» What this task involves: Could you repeat the entries below word for word, leaving nothing out?

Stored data
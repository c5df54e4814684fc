//! Wire records. Keys are snake_case and timestamps RFC 3339, as the real
//! backend emits them.

use chrono::{DateTime, Utc};
use serde::{Deserialize, Serialize};
use uuid::Uuid;

#[derive(Clone, Copy, Debug, PartialEq, Eq, Serialize, Deserialize)]
#[serde(rename_all = "lowercase")]
pub enum UserType {
    Admin,
    Tenant,
    Reference,
}

#[derive(Clone, Copy, Debug, PartialEq, Eq, Serialize, Deserialize)]
#[serde(rename_all = "lowercase")]
pub enum AddressType {
    Tenant,
    Property,
    Reference,
}

#[derive(Clone, Copy, Debug, PartialEq, Eq, Serialize, Deserialize)]
#[serde(rename_all = "lowercase")]
pub enum ContractStatus {
    Active,
    Expired,
    Terminated,
}

#[derive(Clone, Copy, Debug, PartialEq, Eq, Serialize, Deserialize)]
#[serde(rename_all = "lowercase")]
pub enum ContractType {
    Yearly,
}

#[derive(Clone, Debug, Serialize, Deserialize)]
pub struct Address {
    pub id: Uuid,
    #[serde(rename = "type")]
    pub address_type: AddressType,
    pub street: String,
    pub number: String,
    pub neighborhood: String,
    pub city: String,
    pub state: String,
    pub zip_code: String,
    pub country: String,
    pub created_at: DateTime<Utc>,
    #[serde(default, skip_serializing_if = "Option::is_none")]
    pub updated_at: Option<DateTime<Utc>>,
}

#[derive(Clone, Debug, Serialize, Deserialize)]
pub struct User {
    pub id: Uuid,
    #[serde(rename = "type")]
    pub user_type: UserType,
    pub address_id: Uuid,
    pub first_name: String,
    #[serde(default, skip_serializing_if = "Option::is_none")]
    pub middle_name: Option<String>,
    pub last_name: String,
    pub email: String,
    pub phone: String,
    pub created_at: DateTime<Utc>,
    #[serde(default, skip_serializing_if = "Option::is_none")]
    pub updated_at: Option<DateTime<Utc>>,
    /// Embedded on single-user reads only.
    #[serde(default, skip_serializing_if = "Option::is_none")]
    pub address: Option<Address>,
}

#[derive(Clone, Debug, Serialize, Deserialize)]
pub struct ContractVersion {
    pub id: Uuid,
    pub contract_id: Uuid,
    pub version_number: u32,
    pub deposit: f64,
    pub rent: f64,
    pub rent_increase_percentage: f64,
    pub business: String,
    pub status: ContractStatus,
    #[serde(rename = "type")]
    pub contract_type: ContractType,
    pub start_date: DateTime<Utc>,
    pub end_date: DateTime<Utc>,
    #[serde(default, skip_serializing_if = "Option::is_none")]
    pub renewal_date: Option<String>,
    #[serde(default, skip_serializing_if = "Option::is_none")]
    pub special_terms: Option<String>,
    pub created_at: DateTime<Utc>,
}

/// Stored contract row. Relations are resolved into `ContractResponse`.
#[derive(Clone, Debug)]
pub struct ContractRecord {
    pub id: Uuid,
    pub current_version_id: Option<Uuid>,
    pub landlord_id: Uuid,
    pub tenant_id: Uuid,
    pub address_id: Uuid,
    pub deposit: f64,
    pub reference_ids: Vec<Uuid>,
    pub created_at: DateTime<Utc>,
    pub updated_at: Option<DateTime<Utc>>,
}

#[derive(Clone, Debug, Serialize, Deserialize)]
pub struct ContractResponse {
    pub id: Uuid,
    #[serde(default)]
    pub current_version_id: Option<Uuid>,
    pub landlord_id: Uuid,
    pub tenant_id: Uuid,
    pub address_id: Uuid,
    pub deposit: f64,
    pub created_at: DateTime<Utc>,
    #[serde(default, skip_serializing_if = "Option::is_none")]
    pub updated_at: Option<DateTime<Utc>>,
    #[serde(default, skip_serializing_if = "Option::is_none")]
    pub current_version: Option<ContractVersion>,
    #[serde(default, skip_serializing_if = "Option::is_none")]
    pub landlord: Option<User>,
    #[serde(default, skip_serializing_if = "Option::is_none")]
    pub tenant: Option<User>,
    #[serde(default, skip_serializing_if = "Option::is_none")]
    pub address: Option<Address>,
    #[serde(default)]
    pub versions: Vec<ContractVersion>,
    #[serde(default)]
    pub references: Vec<User>,
}

#[derive(Clone, Debug, Default, PartialEq, Serialize, Deserialize)]
pub struct OverallStatistics {
    pub total_contracts: i64,
    pub active_contracts: i64,
    pub expired_contracts: i64,
    pub total_properties: i64,
    pub occupied_properties: i64,
    pub vacant_properties: i64,
    pub total_tenants: i64,
    pub total_references: i64,
    pub active_tenants: i64,
    pub monthly_revenue: f64,
    pub average_rent: f64,
    pub total_revenue: f64,
    pub occupancy_rate: f64,
    pub average_contract_duration: i64,
}

// --- request bodies ------------------------------------------------------

#[derive(Deserialize)]
pub struct CreateAddress {
    #[serde(rename = "type")]
    pub address_type: AddressType,
    pub street: String,
    pub number: String,
    pub neighborhood: String,
    pub city: String,
    pub state: String,
    pub zip_code: String,
    pub country: String,
}

#[derive(Deserialize)]
pub struct UpdateAddress {
    #[serde(rename = "type")]
    pub address_type: Option<AddressType>,
    pub street: Option<String>,
    pub number: Option<String>,
    pub neighborhood: Option<String>,
    pub city: Option<String>,
    pub state: Option<String>,
    pub zip_code: Option<String>,
    pub country: Option<String>,
}

#[derive(Deserialize)]
pub struct CreateUser {
    #[serde(rename = "type")]
    pub user_type: UserType,
    pub address_id: Uuid,
    pub first_name: String,
    #[serde(default)]
    pub middle_name: Option<String>,
    pub last_name: String,
    pub email: String,
    pub phone: String,
}

#[derive(Deserialize)]
pub struct UpdateUser {
    #[serde(rename = "type")]
    pub user_type: Option<UserType>,
    pub address_id: Option<Uuid>,
    pub first_name: Option<String>,
    pub middle_name: Option<String>,
    pub last_name: Option<String>,
    pub email: Option<String>,
    pub phone: Option<String>,
}

#[derive(Deserialize)]
pub struct CreateContract {
    pub landlord_id: Uuid,
    pub tenant_id: Uuid,
    pub address_id: Uuid,
    #[serde(default)]
    pub deposit: f64,
    #[serde(default)]
    pub reference_ids: Vec<Uuid>,
}

#[derive(Deserialize)]
pub struct UpdateContract {
    pub landlord_id: Option<Uuid>,
    pub tenant_id: Option<Uuid>,
    pub address_id: Option<Uuid>,
    pub deposit: Option<f64>,
    pub reference_ids: Option<Vec<Uuid>>,
}

#[derive(Deserialize)]
pub struct CreateContractVersion {
    pub contract_id: Uuid,
    #[serde(default)]
    pub deposit: f64,
    pub rent: f64,
    #[serde(default)]
    pub rent_increase_percentage: f64,
    pub business: String,
    pub status: ContractStatus,
    #[serde(rename = "type")]
    pub contract_type: ContractType,
    pub start_date: DateTime<Utc>,
    pub end_date: DateTime<Utc>,
    #[serde(default)]
    pub renewal_date: Option<String>,
    #[serde(default)]
    pub special_terms: Option<String>,
}

// --- query strings -------------------------------------------------------

#[derive(Deserialize)]
pub struct AddressFilter {
    #[serde(rename = "type")]
    pub address_type: Option<AddressType>,
}

#[derive(Deserialize)]
pub struct UserFilter {
    #[serde(rename = "type")]
    pub user_type: Option<UserType>,
}

#[derive(Deserialize)]
pub struct ContractFilter {
    #[serde(rename = "tenantId")]
    pub tenant_id: Option<Uuid>,
}

#[derive(Deserialize)]
pub struct DocumentQuery {
    #[serde(rename = "versionId")]
    pub version_id: Option<Uuid>,
}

» Task solution:
repository c5df54e4814684fc
//! Wire records. Keys are snake_case and timestamps RFC 3339, as the real
//! backend emits them.

use chrono::{DateTime, Utc};
use serde::{Deserialize, Serialize};
use uuid::Uuid;

#[derive(Clone, Copy, Debug, PartialEq, Eq, Serialize, Deserialize)]
#[serde(rename_all = "lowercase")]
pub enum UserType {
    Admin,
    Tenant,
    Reference,
}

#[derive(Clone, Copy, Debug, PartialEq, Eq, Serialize, Deserialize)]
#[serde(rename_all = "lowercase")]
pub enum AddressType {
    Tenant,
    Property,
    Reference,
}

#[derive(Clone, Copy, Debug, PartialEq, Eq, Serialize, Deserialize)]
#[serde(rename_all = "lowercase")]
pub enum ContractStatus {
    Active,
    Expired,
    Terminated,
}

#[derive(Clone, Copy, Debug, PartialEq, Eq, Serialize, Deserialize)]
#[serde(rename_all = "lowercase")]
pub enum ContractType {
    Yearly,
}

#[derive(Clone, Debug, Serialize, Deserialize)]
pub struct Address {
    pub id: Uuid,
    #[serde(rename = "type")]
    pub address_type: AddressType,
    pub street: String,
    pub number: String,
    pub neighborhood: String,
    pub city: String,
    pub state: String,
    pub zip_code: String,
    pub country: String,
    pub created_at: DateTime<Utc>,
    #[serde(default, skip_serializing_if = "Option::is_none")]
    pub updated_at: Option<DateTime<Utc>>,
}

#[derive(Clone, Debug, Serialize, Deserialize)]
pub struct User {
    pub id: Uuid,
    #[serde(rename = "type")]
    pub user_type: UserType,
    pub address_id: Uuid,
    pub first_name: String,
    #[serde(default, skip_serializing_if = "Option::is_none")]
    pub middle_name: Option<String>,
    pub last_name: String,
    pub email: String,
    pub phone: String,
    pub created_at: DateTime<Utc>,
    #[serde(default, skip_serializing_if = "Option::is_none")]
    pub updated_at: Option<DateTime<Utc>>,
    /// Embedded on single-user reads only.
    #[serde(default, skip_serializing_if = "Option::is_none")]
    pub address: Option<Address>,
}

#[derive(Clone, Debug, Serialize, Deserialize)]
pub struct ContractVersion {
    pub id: Uuid,
    pub contract_id: Uuid,
    pub version_number: u32,
    pub deposit: f64,
    pub rent: f64,
    pub rent_increase_percentage: f64,
    pub business: String,
    pub status: ContractStatus,
    #[serde(rename = "type")]
    pub contract_type: ContractType,
    pub start_date: DateTime<Utc>,
    pub end_date: DateTime<Utc>,
    #[serde(default, skip_serializing_if = "Option::is_none")]
    pub renewal_date: Option<String>,
    #[serde(default, skip_serializing_if = "Option::is_none")]
    pub special_terms: Option<String>,
    pub created_at: DateTime<Utc>,
}

/// Stored contract row. Relations are resolved into `ContractResponse`.
#[derive(Clone, Debug)]
pub struct ContractRecord {
    pub id: Uuid,
    pub current_version_id: Option<Uuid>,
    pub landlord_id: Uuid,
    pub tenant_id: Uuid,
    pub address_id: Uuid,
    pub deposit: f64,
    pub reference_ids: Vec<Uuid>,
    pub created_at: DateTime<Utc>,
    pub updated_at: Option<DateTime<Utc>>,
}

#[derive(Clone, Debug, Serialize, Deserialize)]
pub struct ContractResponse {
    pub id: Uuid,
    #[serde(default)]
    pub current_version_id: Option<Uuid>,
    pub landlord_id: Uuid,
    pub tenant_id: Uuid,
    pub address_id: Uuid,
    pub deposit: f64,
    pub created_at: DateTime<Utc>,
    #[serde(default, skip_serializing_if = "Option::is_none")]
    pub updated_at: Option<DateTime<Utc>>,
    #[serde(default, skip_serializing_if = "Option::is_none")]
    pub current_version: Option<ContractVersion>,
    #[serde(default, skip_serializing_if = "Option::is_none")]
    pub landlord: Option<User>,
    #[serde(default, skip_serializing_if = "Option::is_none")]
    pub tenant: Option<User>,
    #[serde(default, skip_serializing_if = "Option::is_none")]
    pub address: Option<Address>,
    #[serde(default)]
    pub versions: Vec<ContractVersion>,
    #[serde(default)]
    pub references: Vec<User>,
}

#[derive(Clone, Debug, Default, PartialEq, Serialize, Deserialize)]
pub struct OverallStatistics {
    pub total_contracts: i64,
    pub active_contracts: i64,
    pub expired_contracts: i64,
    pub total_properties: i64,
    pub occupied_properties: i64,
    pub vacant_properties: i64,
    pub total_tenants: i64,
    pub total_references: i64,
    pub active_tenants: i64,
    pub monthly_revenue: f64,
    pub average_rent: f64,
    pub total_revenue: f64,
    pub occupancy_rate: f64,
    pub average_contract_duration: i64,
}

// --- request bodies ------------------------------------------------------

#[derive(Deserialize)]
pub struct CreateAddress {
    #[serde(rename = "type")]
    pub address_type: AddressType,
    pub street: String,
    pub number: String,
    pub neighborhood: String,
    pub city: String,
    pub state: String,
    pub zip_code: String,
    pub country: String,
}

#[derive(Deserialize)]
pub struct UpdateAddress {
    #[serde(rename = "type")]
    pub address_type: Option<AddressType>,
    pub street: Option<String>,
    pub number: Option<String>,
    pub neighborhood: Option<String>,
    pub city: Option<String>,
    pub state: Option<String>,
    pub zip_code: Option<String>,
    pub country: Option<String>,
}

#[derive(Deserialize)]
pub struct CreateUser {
    #[serde(rename = "type")]
    pub user_type: UserType,
    pub address_id: Uuid,
    pub first_name: String,
    #[serde(default)]
    pub middle_name: Option<String>,
    pub last_name: String,
    pub email: String,
    pub phone: String,
}

#[derive(Deserialize)]
pub struct UpdateUser {
    #[serde(rename = "type")]
    pub user_type: Option<UserType>,
    pub address_id: Option<Uuid>,
    pub first_name: Option<String>,
    pub middle_name: Option<String>,
    pub last_name: Option<String>,
    pub email: Option<String>,
    pub phone: Option<String>,
}

#[derive(Deserialize)]
pub struct CreateContract {
    pub landlord_id: Uuid,
    pub tenant_id: Uuid,
    pub address_id: Uuid,
    #[serde(default)]
    pub deposit: f64,
    #[serde(default)]
    pub reference_ids: Vec<Uuid>,
}

#[derive(Deserialize)]
pub struct UpdateContract {
    pub landlord_id: Option<Uuid>,
    pub tenant_id: Option<Uuid>,
    pub address_id: Option<Uuid>,
    pub deposit: Option<f64>,
    pub reference_ids: Option<Vec<Uuid>>,
}

#[derive(Deserialize)]
pub struct CreateContractVersion {
    pub contract_id: Uuid,
    #[serde(default)]
    pub deposit: f64,
    pub rent: f64,
    #[serde(default)]
    pub rent_increase_percentage: f64,
    pub business: String,
    pub status: ContractStatus,
    #[serde(rename = "type")]
    pub contract_type: ContractType,
    pub start_date: DateTime<Utc>,
    pub end_date: DateTime<Utc>,
    #[serde(default)]
    pub renewal_date: Option<String>,
    #[serde(default)]
    pub special_terms: Option<String>,
}

// --- query strings -------------------------------------------------------

#[derive(Deserialize)]
pub struct AddressFilter {
    #[serde(rename = "type")]
    pub address_type: Option<AddressType>,
}

#[derive(Deserialize)]
pub struct UserFilter {
    #[serde(rename = "type")]
    pub user_type: Option<UserType>,
}

#[derive(Deserialize)]
pub struct ContractFilter {
    #[serde(rename = "tenantId")]
    pub tenant_id: Option<Uuid>,
}

#[derive(Deserialize)]
pub struct DocumentQuery {
    #[serde(rename = "versionId")]
    pub version_id: Option<Uuid>,
}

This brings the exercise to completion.